**THE PROBLEM**
In the listing below, the lines starting with the line with "from the provider." and going on through the line with "408 | 504 =>" are to be reproduced exactly, and only those.

□ □ □ □

use thiserror::Error;

/// Provider call failures, classified for the caller.
#[derive(Error, Debug, Clone, PartialEq, Eq)]
pub enum LlmError {
    #[error("Provider rejected the credentials: {0}")]
    Auth(String),

    #[error("Could not reach the provider: {0}")]
    Network(String),

    #[error("Provider call timed out: {0}")]
    Timeout(String),

    #[error("Provider rejected the request: {0}")]
    ProviderRejected(String),

    #[error("Invalid request: {0}")]
    InvalidInput(String),
}

impl LlmError {
    /// Classify a non-success HTTP status from the provider.
    pub fn from_status(status: u16, body: &str) -> Self {
        let detail = format!("HTTP {}: {}", status, truncate(body, 500));
        match status {
            401 | 403 => LlmError::Auth(detail),
            400 | 404 | 413 | 422 => LlmError::InvalidInput(detail),
            408 | 504 => LlmError::Timeout(detail),
            _ => LlmError::ProviderRejected(detail),
        }
    }

    /// Stable machine-readable reason
    pub fn reason(&self) -> &'static str {
        match self {
            LlmError::Auth(_) => "auth",
            LlmError::Network(_) => "network",
            LlmError::Timeout(_) => "timeout",
            LlmError::ProviderRejected(_) => "provider-rejected",
            LlmError::InvalidInput(_) => "invalid-input",
        }
    }
}

impl From<reqwest::Error> for LlmError {
    fn from(e: reqwest::Error) -> Self {
        if e.is_timeout() {
            LlmError::Timeout(e.to_string())
        } else if e.is_decode() {
            LlmError::ProviderRejected(format!("unreadable response: {}", e))
        } else if e.is_builder() {
            LlmError::InvalidInput(e.to_string())
        } else {
            LlmError::Network(e.to_string())
        }
    }
}

impl From<serde_json::Error> for LlmError {
    fn from(e: serde_json::Error) -> Self {
        LlmError::ProviderRejected(format!("unexpected response shape: {}", e))
    }
}

fn truncate(s: &str, max_chars: usize) -> &str {
    match s.char_indices().nth(max_chars) {
        Some((idx, _)) => &s[..idx],
        None => s,
    }
}

pub type Result<T> = std::result::Result<T, LlmError>;

#[cfg(test)]
mod tests {
    use super::*;

    #[test]
    fn test_status_classification() {
        assert_eq!(LlmError::from_status(401, "").reason(), "auth");
        assert_eq!(LlmError::from_status(403, "").reason(), "auth");
        assert_eq!(LlmError::from_status(400, "bad").reason(), "invalid-input");
        assert_eq!(LlmError::from_status(504, "").reason(), "timeout");
        assert_eq!(LlmError::from_status(429, "slow down").reason(), "provider-rejected");
        assert_eq!(LlmError::from_status(500, "").reason(), "provider-rejected");
    }

    #[test]
    fn test_long_bodies_are_truncated() {
        let body = "가".repeat(2000);
        let LlmError::ProviderRejected(detail) = LlmError::from_status(500, &body) else {
            panic!("expected provider-rejected");
        };
        assert!(detail.chars().count() < 600);
    }
}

□ □ □ □

**EXERCISE RESPONSE**
    /// Classify a non-success HTTP status from the provider.
    pub fn from_status(status: u16, body: &str) -> Self {
        let detail = format!("HTTP {}: {}", status, truncate(body, 500));
        match status {
            401 | 403 => LlmError::Auth(detail),
            400 | 404 | 413 | 422 => LlmError::InvalidInput(detail),
            408 | 504 => LlmError::Timeout(detail),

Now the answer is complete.